◆ **THE PROBLEM**
Give back an exact copy of the lines below, from the first through the line with "pub mod utils;"; please stop there.
** TASK INPUTS follows **
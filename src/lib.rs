// Copyright (c) AlphaVelocity.
// All rights reserved.
//
// This source code is licensed under the license found in the
// LICENSE file in the root directory of this source tree.

pub mod aggregator;
pub mod chunk;
pub mod cli;
pub mod commands;
pub mod config;
pub mod dashboard;
pub mod dates;
pub mod error;
pub mod ledger;
pub mod metrics;
pub mod models;
pub mod parser;
pub mod source;
pub mod table;
pub mod utils;

pub use dashboard::Dashboard;
pub use error::{DashError, Result};
// Copyright (c) 2025 Soumyadip Sarkar.
// All rights reserved.
//
// This source code is licensed under the license found in the
// LICENSE file in the root directory of this source tree.

use crate::dates::compare_keys;
use crate::metrics::merge_date_buckets;
use crate::models::{DateBucket, DateBuckets};
use rust_decimal::Decimal;
use serde::Serialize;

/// Running date -> credit/debit aggregate behind the detail table.
#[derive(Debug, Clone, Default)]
pub struct DateTable {
    buckets: DateBuckets,
}

/// One display row of the date table.
#[derive(Debug, Clone, PartialEq, Eq, Serialize)]
#[serde(rename_all = "camelCase")]
pub struct DateRow {
    pub date: String,
    pub hoc_credit_count: u64,
    pub hoc_credit_amount: Decimal,
    pub hoc_debit_count: u64,
    pub hoc_debit_amount: Decimal,
    pub ibd_credit_count: u64,
    pub ibd_credit_amount: Decimal,
    pub ibd_debit_count: u64,
    pub ibd_debit_amount: Decimal,
}

impl DateRow {
    pub const HEADERS: [&'static str; 9] = [
        "Date",
        "HOC Credit Count",
        "HOC Credit Amount",
        "HOC Debit Count",
        "HOC Debit Amount",
        "IBD Credit Count",
        "IBD Credit Amount",
        "IBD Debit Count",
        "IBD Debit Amount",
    ];

    fn from_bucket(date: &str, b: &DateBucket) -> Self {
        DateRow {
            date: date.to_string(),
            hoc_credit_count: b.hoc.credit.count,
            hoc_credit_amount: b.hoc.credit.amount,
            hoc_debit_count: b.hoc.debit.count,
            hoc_debit_amount: b.hoc.debit.amount,
            ibd_credit_count: b.ibd.credit.count,
            ibd_credit_amount: b.ibd.credit.amount,
            ibd_debit_count: b.ibd.debit.count,
            ibd_debit_amount: b.ibd.debit.amount,
        }
    }
}

#[derive(Debug, Clone, Serialize)]
#[serde(rename_all = "camelCase")]
pub struct DatePage {
    pub page: usize,
    pub total_pages: usize,
    pub total_rows: usize,
    pub rows: Vec<DateRow>,
}

impl DateTable {
    pub fn new() -> Self {
        Self::default()
    }

    pub fn merge(&mut self, incoming: &DateBuckets) {
        merge_date_buckets(&mut self.buckets, incoming);
    }

    pub fn bucket(&self, date: &str) -> Option<&DateBucket> {
        self.buckets.get(date)
    }

    pub fn len(&self) -> usize {
        self.buckets.len()
    }

    pub fn is_empty(&self) -> bool {
        self.buckets.is_empty()
    }

    pub fn reset(&mut self) {
        self.buckets.clear();
    }

    /// Snapshot of every row in display order.
    pub fn rows(&self) -> Vec<DateRow> {
        let mut rows: Vec<DateRow> = self
            .buckets
            .iter()
            .map(|(date, b)| DateRow::from_bucket(date, b))
            .collect();
        rows.sort_by(|a, b| compare_keys(&a.date, &b.date));
        rows
    }

    /// One page of the sorted rows. `page` is 1-based and clamped into range.
    pub fn page(&self, page: usize, per_page: usize) -> DatePage {
        let rows = self.rows();
        let total_rows = rows.len();
        let per_page = per_page.max(1);
        let total_pages = total_rows.div_ceil(per_page).max(1);
        let page = page.clamp(1, total_pages);
        let rows = rows
            .into_iter()
            .skip((page - 1) * per_page)
            .take(per_page)
            .collect();
        DatePage {
            page,
            total_pages,
            total_rows,
            rows,
        }
    }
}
// Copyright (c) 2025 Soumyadip Sarkar.
// All rights reserved.
//
// This source code is licensed under the license found in the
// LICENSE file in the root directory of this source tree.

use crate::aggregator::{Crosscheck, Progress, ProgressUpdate};
use crate::chunk::RowFilter;
use crate::config::Settings;
use crate::dashboard::Dashboard;
use crate::error::DashError;
use anyhow::{Context, Result};
use clap::ArgMatches;
use comfy_table::{Cell, Table, presets::UTF8_FULL};
use rust_decimal::Decimal;
use std::path::Path;
use tracing::{debug, info};

pub fn pretty_table(headers: &[&str], rows: Vec<Vec<String>>) -> Table {
    let mut t = Table::new();
    t.load_preset(UTF8_FULL);
    t.set_header(headers.iter().map(|h| Cell::new(*h)));
    for r in rows {
        t.add_row(r.into_iter().map(Cell::new));
    }
    t
}

pub fn maybe_print_json<T: serde::Serialize>(
    json_flag: bool,
    jsonl_flag: bool,
    v: &T,
) -> Result<bool> {
    if json_flag {
        println!("{}", serde_json::to_string_pretty(v)?);
        return Ok(true);
    }
    if jsonl_flag {
        // arrays stream one element per line
        let val = serde_json::to_value(v)?;
        if let Some(arr) = val.as_array() {
            for item in arr {
                println!("{}", serde_json::to_string(item)?);
            }
        } else {
            println!("{}", serde_json::to_string(&val)?);
        }
        return Ok(true);
    }
    Ok(false)
}

fn group_thousands(digits: &str) -> String {
    let mut out = String::with_capacity(digits.len() + digits.len() / 3);
    for (i, ch) in digits.chars().enumerate() {
        if i > 0 && (digits.len() - i) % 3 == 0 {
            out.push(',');
        }
        out.push(ch);
    }
    out
}

/// `1234567` -> `1,234,567`.
pub fn fmt_count(n: u64) -> String {
    group_thousands(&n.to_string())
}

/// Two decimals with thousands separators, followed by `ccy` when given:
/// `1234.5` -> `1,234.50 MMK`.
pub fn fmt_amount(d: &Decimal, ccy: &str) -> String {
    let rounded = d.round_dp(2);
    let plain = format!("{:.2}", rounded.abs());
    let (int_part, frac_part) = plain.split_once('.').unwrap_or((plain.as_str(), "00"));
    let sign = if rounded.is_sign_negative() && !rounded.is_zero() {
        "-"
    } else {
        ""
    };
    let body = format!("{}{}.{}", sign, group_thousands(int_part), frac_part);
    if ccy.is_empty() {
        body
    } else {
        format!("{} {}", body, ccy)
    }
}

/// Reports batch progress through the log.
#[derive(Debug, Default)]
pub struct LogProgress;

impl Progress for LogProgress {
    fn on_window(&mut self, update: ProgressUpdate<'_>) {
        debug!(
            file = update.file,
            done = update.bytes_done,
            total = update.bytes_total,
            "{:.1}%",
            update.percent()
        );
    }
}

/// Applies the per-invocation overrides on top of the loaded settings.
pub fn settings_for(m: &ArgMatches, base: &Settings) -> Result<Settings> {
    let mut settings = base.clone();
    if let Some(size) = m.get_one::<usize>("chunk-size") {
        settings.chunk_size = *size;
    }
    if m.get_flag("crosscheck") {
        settings.crosscheck = true;
    }
    settings.validate()?;
    Ok(settings)
}

pub fn filter_for(m: &ArgMatches) -> RowFilter {
    let upper = |key: &str| {
        m.get_one::<String>(key)
            .map(|s| s.trim().to_uppercase())
            .filter(|s| !s.is_empty())
    };
    RowFilter {
        currency: upper("currency"),
        report_type: upper("report-type"),
    }
}

/// Builds the session a command works on: selects the given files, runs one
/// batch and applies any `--remove`s in order.
pub fn open_session(m: &ArgMatches, base: &Settings) -> Result<Dashboard> {
    let settings = settings_for(m, base)?;
    let mut dash = Dashboard::new(settings).with_filter(filter_for(m));

    for path in m.get_many::<String>("files").into_iter().flatten() {
        match dash.select_path(Path::new(path)) {
            Ok(()) => {}
            Err(e @ (DashError::NotCsv(_) | DashError::DuplicateFile(_))) => {
                eprintln!("Skipping {}: {}", path, e);
            }
            Err(e) => return Err(e).with_context(|| format!("Failed to load '{}'", path)),
        }
    }

    let report = dash.process_files(&mut LogProgress)?;
    for file in &report.processed {
        if file.crosscheck == Some(Crosscheck::Mismatched) {
            eprintln!("Warning: crosscheck mismatch for {}", file.name);
        }
    }

    for name in m.get_many::<String>("remove").into_iter().flatten() {
        let outcome = dash
            .remove_file(name)
            .with_context(|| format!("Failed to remove '{}'", name))?;
        info!(file = %outcome.name, status = %outcome.status, "removal applied");
    }
    Ok(dash)
}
** End of TASK INPUTS **
◆ **REPLY**
filename src/lib.rs
// Copyright (c) AlphaVelocity.
// All rights reserved.
//
// This source code is licensed under the license found in the
// LICENSE file in the root directory of this source tree.

pub mod aggregator;
pub mod chunk;
pub mod cli;
pub mod commands;
pub mod config;
pub mod dashboard;
pub mod dates;
pub mod error;
pub mod ledger;
pub mod metrics;
pub mod models;
pub mod parser;
pub mod source;
pub mod table;
pub mod utils;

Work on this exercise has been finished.